Retype the records in full, exactly as they stand.

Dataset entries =
---+---
//! Ordered sequence of load stages forming one element test.

use std::io::{self, Write};
use std::slice;

use crate::load::Load;

/// Loads executed one after the other by the driver.
///
/// Insertion order is the execution order. Loads are validated when they are built, so
/// the batch accepts any [`Load`] without further checks.
///
/// # Examples
/// ```
/// use incdriver::{Load, LoadBatch, LoadPathKind};
///
/// let common = [("ninc", 10.0), ("maxiter", 100.0), ("dtime", 1.0), ("every", 1.0)];
/// let mut batch = LoadBatch::new();
/// batch.push(Load::new(LoadPathKind::PureCreep, common).unwrap());
/// batch.extend([
///     Load::new(LoadPathKind::PureRelaxation, common).unwrap(),
///     Load::new(LoadPathKind::UndrainedCreep, common).unwrap(),
/// ]);
/// assert_eq!(batch.len(), 3);
/// ```
#[derive(Clone, Debug, Default, PartialEq)]
pub struct LoadBatch {
    /// Stored loads in execution order.
    loads: Vec<Load>,
}

impl LoadBatch {
    /// Create an empty batch.
    #[must_use]
    pub fn new() -> Self {
        Self { loads: Vec::new() }
    }

    /// Append one load.
    pub fn push(&mut self, load: Load) {
        self.loads.push(load);
    }

    /// Remove every load.
    pub fn clear(&mut self) {
        self.loads.clear();
    }

    /// Number of stored loads.
    #[must_use]
    pub fn len(&self) -> usize {
        self.loads.len()
    }

    /// Whether the batch holds no loads.
    #[must_use]
    pub fn is_empty(&self) -> bool {
        self.loads.is_empty()
    }

    /// Stored loads in execution order.
    #[must_use]
    pub fn loads(&self) -> &[Load] {
        &self.loads
    }

    /// Iterate over the loads in execution order.
    pub fn iter(&self) -> slice::Iter<'_, Load> {
        self.loads.iter()
    }

    /// Write every load, in order, with `gap` blanks before the inline comments.
    ///
    /// # Errors
    ///
    /// Returns any error raised by `writer`.
    pub fn write_to<W: Write + ?Sized>(&self, writer: &mut W, gap: usize) -> io::Result<()> {
        for load in &self.loads {
            load.write_to(writer, gap)?;
        }
        Ok(())
    }
}

impl Extend<Load> for LoadBatch {
    fn extend<I: IntoIterator<Item = Load>>(&mut self, loads: I) {
        self.loads.extend(loads);
    }
}

impl FromIterator<Load> for LoadBatch {
    fn from_iter<I: IntoIterator<Item = Load>>(loads: I) -> Self {
        Self {
            loads: loads.into_iter().collect(),
        }
    }
}

impl IntoIterator for LoadBatch {
    type Item = Load;
    type IntoIter = std::vec::IntoIter<Load>;

    fn into_iter(self) -> Self::IntoIter {
        self.loads.into_iter()
    }
}

impl<'a> IntoIterator for &'a LoadBatch {
    type Item = &'a Load;
    type IntoIter = slice::Iter<'a, Load>;

    fn into_iter(self) -> Self::IntoIter {
        self.loads.iter()
    }
}
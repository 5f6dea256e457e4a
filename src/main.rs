mod commands;
mod report;
mod summary;

use clap::{Parser, Subcommand};
use std::path::PathBuf;
use std::process::ExitCode;
use tracing::error;
use tracing_subscriber::{layer::SubscriberExt, util::SubscriberInitExt};

#[derive(Parser, Debug)]
#[command(name = "incdriver")]
#[command(about = "Prepare, run and post-process incremental driver element tests")]
struct Cli {
    #[command(subcommand)]
    command: Commands,
}

#[derive(Subcommand, Debug)]
enum Commands {
    /// List every load path with its required parameters
    Paths,
    /// Write the driver input files described by a TOML test file
    Write {
        /// Path to the test description
        config: PathBuf,
    },
    /// Write the input files, run the driver and summarize the output
    Run {
        /// Path to the test description
        config: PathBuf,
        /// Remove old .inp, .bat and .txt files from the folder first
        #[arg(long)]
        clean: bool,
    },
    /// Summarize an existing output table
    Invariants {
        /// Path to the driver output table
        output: PathBuf,
        /// Keep the driver's tension positive convention for p and ev
        #[arg(long)]
        tension_positive: bool,
        /// Export the 2x2 chart series as JSON
        #[arg(long)]
        json: Option<PathBuf>,
    },
}

fn main() -> ExitCode {
    tracing_subscriber::registry()
        .with(
            tracing_subscriber::EnvFilter::try_from_default_env()
                .unwrap_or_else(|_| "incdriver=info".into()),
        )
        .with(tracing_subscriber::fmt::layer().with_writer(std::io::stderr))
        .init();

    let cli = Cli::parse();

    let result = match cli.command {
        Commands::Paths => Ok(commands::paths()),
        Commands::Write { config } => commands::write(&config),
        Commands::Run { config, clean } => commands::run(&config, clean),
        Commands::Invariants {
            output,
            tension_positive,
            json,
        } => commands::invariants(&output, tension_positive, json.as_deref()),
    };

    match result {
        Ok(text) => {
            print!("{text}");
            ExitCode::SUCCESS
        }
        Err(e) => {
            error!("{e}");
            ExitCode::FAILURE
        }
    }
}
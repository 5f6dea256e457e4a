use incdriver::{
    Comparator, DriverModel, ExternalDriver, Load, LoadPathKind, ModelSetup, PlotUnits, QuadPlot,
    SignConvention,
};

fn main() -> Result<(), Box<dyn std::error::Error>> {
    let executable = std::env::args()
        .nth(1)
        .ok_or("usage: triaxial <path to incremental driver>")?;
    let folder = std::env::temp_dir().join("incdriver-triaxial");

    let mut setup = ModelSetup::new(&folder, "NAMC");
    let mut shear = Load::new(
        LoadPathKind::TriaxialStrain,
        [
            ("ninc", 200.0),
            ("maxiter", 1000.0),
            ("dtime", 1.0),
            ("every", 5.0),
            ("ddstran_1", -0.0005),
        ],
    )?;
    shear.attach_stop_condition("stress(1)", Comparator::Less, -600.0, "?");
    setup.add_load(shear);
    setup.add_load(Load::new(
        LoadPathKind::UndrainedCreep,
        [("ninc", 100.0), ("maxiter", 1000.0), ("dtime", 10.0), ("every", 5.0)],
    )?);

    setup.write_parameters_file([("G", 100.0), ("nu", 0.3), ("Mtc", 1.3)])?;
    setup.write_initial_conditions_file(&[-100.0, -100.0, -100.0, 0.0, 0.0, 0.0], [("e", 0.7)])?;
    setup.write_loads()?;

    let mut model = DriverModel::new(setup, ExternalDriver::new(executable));
    model.run_model()?;

    let results = model.load_results()?;
    let chart = QuadPlot::new(&results, SignConvention::CompressionPositive, &PlotUnits::default());
    for (p, q) in chart.q_p.x.iter().zip(&chart.q_p.y) {
        println!("p = {p:>10.2}  q = {q:>10.2}");
    }

    Ok(())
}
---+---
Response below =
//! Ordered sequence of load stages forming one element test.

use std::io::{self, Write};
use std::slice;

use crate::load::Load;

/// Loads executed one after the other by the driver.
///
/// Insertion order is the execution order. Loads are validated when they are built, so
/// the batch accepts any [`Load`] without further checks.
///
/// # Examples
/// ```
/// use incdriver::{Load, LoadBatch, LoadPathKind};
///
/// let common = [("ninc", 10.0), ("maxiter", 100.0), ("dtime", 1.0), ("every", 1.0)];
/// let mut batch = LoadBatch::new();
/// batch.push(Load::new(LoadPathKind::PureCreep, common).unwrap());
/// batch.extend([
///     Load::new(LoadPathKind::PureRelaxation, common).unwrap(),
///     Load::new(LoadPathKind::UndrainedCreep, common).unwrap(),
/// ]);
/// assert_eq!(batch.len(), 3);
/// ```
#[derive(Clone, Debug, Default, PartialEq)]
pub struct LoadBatch {
    /// Stored loads in execution order.
    loads: Vec<Load>,
}

impl LoadBatch {
    /// Create an empty batch.
    #[must_use]
    pub fn new() -> Self {
        Self { loads: Vec::new() }
    }

    /// Append one load.
    pub fn push(&mut self, load: Load) {
        self.loads.push(load);
    }

    /// Remove every load.
    pub fn clear(&mut self) {
        self.loads.clear();
    }

    /// Number of stored loads.
    #[must_use]
    pub fn len(&self) -> usize {
        self.loads.len()
    }

    /// Whether the batch holds no loads.
    #[must_use]
    pub fn is_empty(&self) -> bool {
        self.loads.is_empty()
    }

    /// Stored loads in execution order.
    #[must_use]
    pub fn loads(&self) -> &[Load] {
        &self.loads
    }

    /// Iterate over the loads in execution order.
    pub fn iter(&self) -> slice::Iter<'_, Load> {
        self.loads.iter()
    }

    /// Write every load, in order, with `gap` blanks before the inline comments.
    ///
    /// # Errors
    ///
    /// Returns any error raised by `writer`.
    pub fn write_to<W: Write + ?Sized>(&self, writer: &mut W, gap: usize) -> io::Result<()> {
        for load in &self.loads {
            load.write_to(writer, gap)?;
        }
        Ok(())
    }
}

impl Extend<Load> for LoadBatch {
    fn extend<I: IntoIterator<Item = Load>>(&mut self, loads: I) {
        self.loads.extend(loads);
    }
}

impl FromIterator<Load> for LoadBatch {
    fn from_iter<I: IntoIterator<Item = Load>>(loads: I) -> Self {
        Self {
            loads: loads.into_iter().collect(),
        }
    }
}

impl IntoIterator for LoadBatch {
    type Item = Load;
    type IntoIter = std::vec::IntoIter<Load>;

    fn into_iter(self) -> Self::IntoIter {
        self.loads.into_iter()
    }
}

impl<'a> IntoIterator for &'a LoadBatch {
    type Item = &'a Load;
    type IntoIter = slice::Iter<'a, Load>;

    fn into_iter(self) -> Self::IntoIter {
        self.loads.iter()
    }
}
repository 5f6dea256e457e4a
filename src/main.rs
mod commands;
mod report;
mod summary;

use clap::{Parser, Subcommand};
use std::path::PathBuf;
use std::process::ExitCode;
use tracing::error;
use tracing_subscriber::{layer::SubscriberExt, util::SubscriberInitExt};

#[derive(Parser, Debug)]
#[command(name = "incdriver")]
#[command(about = "Prepare, run and post-process incremental driver element tests")]
struct Cli {
    #[command(subcommand)]
    command: Commands,
}

#[derive(Subcommand, Debug)]
enum Commands {
    /// List every load path with its required parameters
    Paths,
    /// Write the driver input files described by a TOML test file
    Write {
        /// Path to the test description
        config: PathBuf,
    },
    /// Write the input files, run the driver and summarize the output
    Run {
        /// Path to the test description
        config: PathBuf,
        /// Remove old .inp, .bat and .txt files from the folder first
        #[arg(long)]
        clean: bool,
    },
    /// Summarize an existing output table
    Invariants {
        /// Path to the driver output table
        output: PathBuf,
        /// Keep the driver's tension positive convention for p and ev
        #[arg(long)]
        tension_positive: bool,
        /// Export the 2x2 chart series as JSON
        #[arg(long)]
        json: Option<PathBuf>,
    },
}

fn main() -> ExitCode {
    tracing_subscriber::registry()
        .with(
            tracing_subscriber::EnvFilter::try_from_default_env()
                .unwrap_or_else(|_| "incdriver=info".into()),
        )
        .with(tracing_subscriber::fmt::layer().with_writer(std::io::stderr))
        .init();

    let cli = Cli::parse();

    let result = match cli.command {
        Commands::Paths => Ok(commands::paths()),
        Commands::Write { config } => commands::write(&config),
        Commands::Run { config, clean } => commands::run(&config, clean),
        Commands::Invariants {
            output,
            tension_positive,
            json,
        } => commands::invariants(&output, tension_positive, json.as_deref()),
    };

    match result {
        Ok(text) => {
            print!("{text}");
            ExitCode::SUCCESS
        }
        Err(e) => {
            error!("{e}");
            ExitCode::FAILURE
        }
    }
}
repository 5f6dea256e457e4a
use incdriver::{
    Comparator, DriverModel, ExternalDriver, Load, LoadPathKind, ModelSetup, PlotUnits, QuadPlot,
    SignConvention,
};

fn main() -> Result<(), Box<dyn std::error::Error>> {
    let executable = std::env::args()
        .nth(1)
        .ok_or("usage: triaxial <path to incremental driver>")?;
    let folder = std::env::temp_dir().join("incdriver-triaxial");

    let mut setup = ModelSetup::new(&folder, "NAMC");
    let mut shear = Load::new(
        LoadPathKind::TriaxialStrain,
        [
            ("ninc", 200.0),
            ("maxiter", 1000.0),
            ("dtime", 1.0),
            ("every", 5.0),
            ("ddstran_1", -0.0005),
        ],
    )?;
    shear.attach_stop_condition("stress(1)", Comparator::Less, -600.0, "?");
    setup.add_load(shear);
    setup.add_load(Load::new(
        LoadPathKind::UndrainedCreep,
        [("ninc", 100.0), ("maxiter", 1000.0), ("dtime", 10.0), ("every", 5.0)],
    )?);

    setup.write_parameters_file([("G", 100.0), ("nu", 0.3), ("Mtc", 1.3)])?;
    setup.write_initial_conditions_file(&[-100.0, -100.0, -100.0, 0.0, 0.0, 0.0], [("e", 0.7)])?;
    setup.write_loads()?;

    let mut model = DriverModel::new(setup, ExternalDriver::new(executable));
    model.run_model()?;

    let results = model.load_results()?;
    let chart = QuadPlot::new(&results, SignConvention::CompressionPositive, &PlotUnits::default());
    for (p, q) in chart.q_p.x.iter().zip(&chart.q_p.y) {
        println!("p = {p:>10.2}  q = {q:>10.2}");
    }

    Ok(())
}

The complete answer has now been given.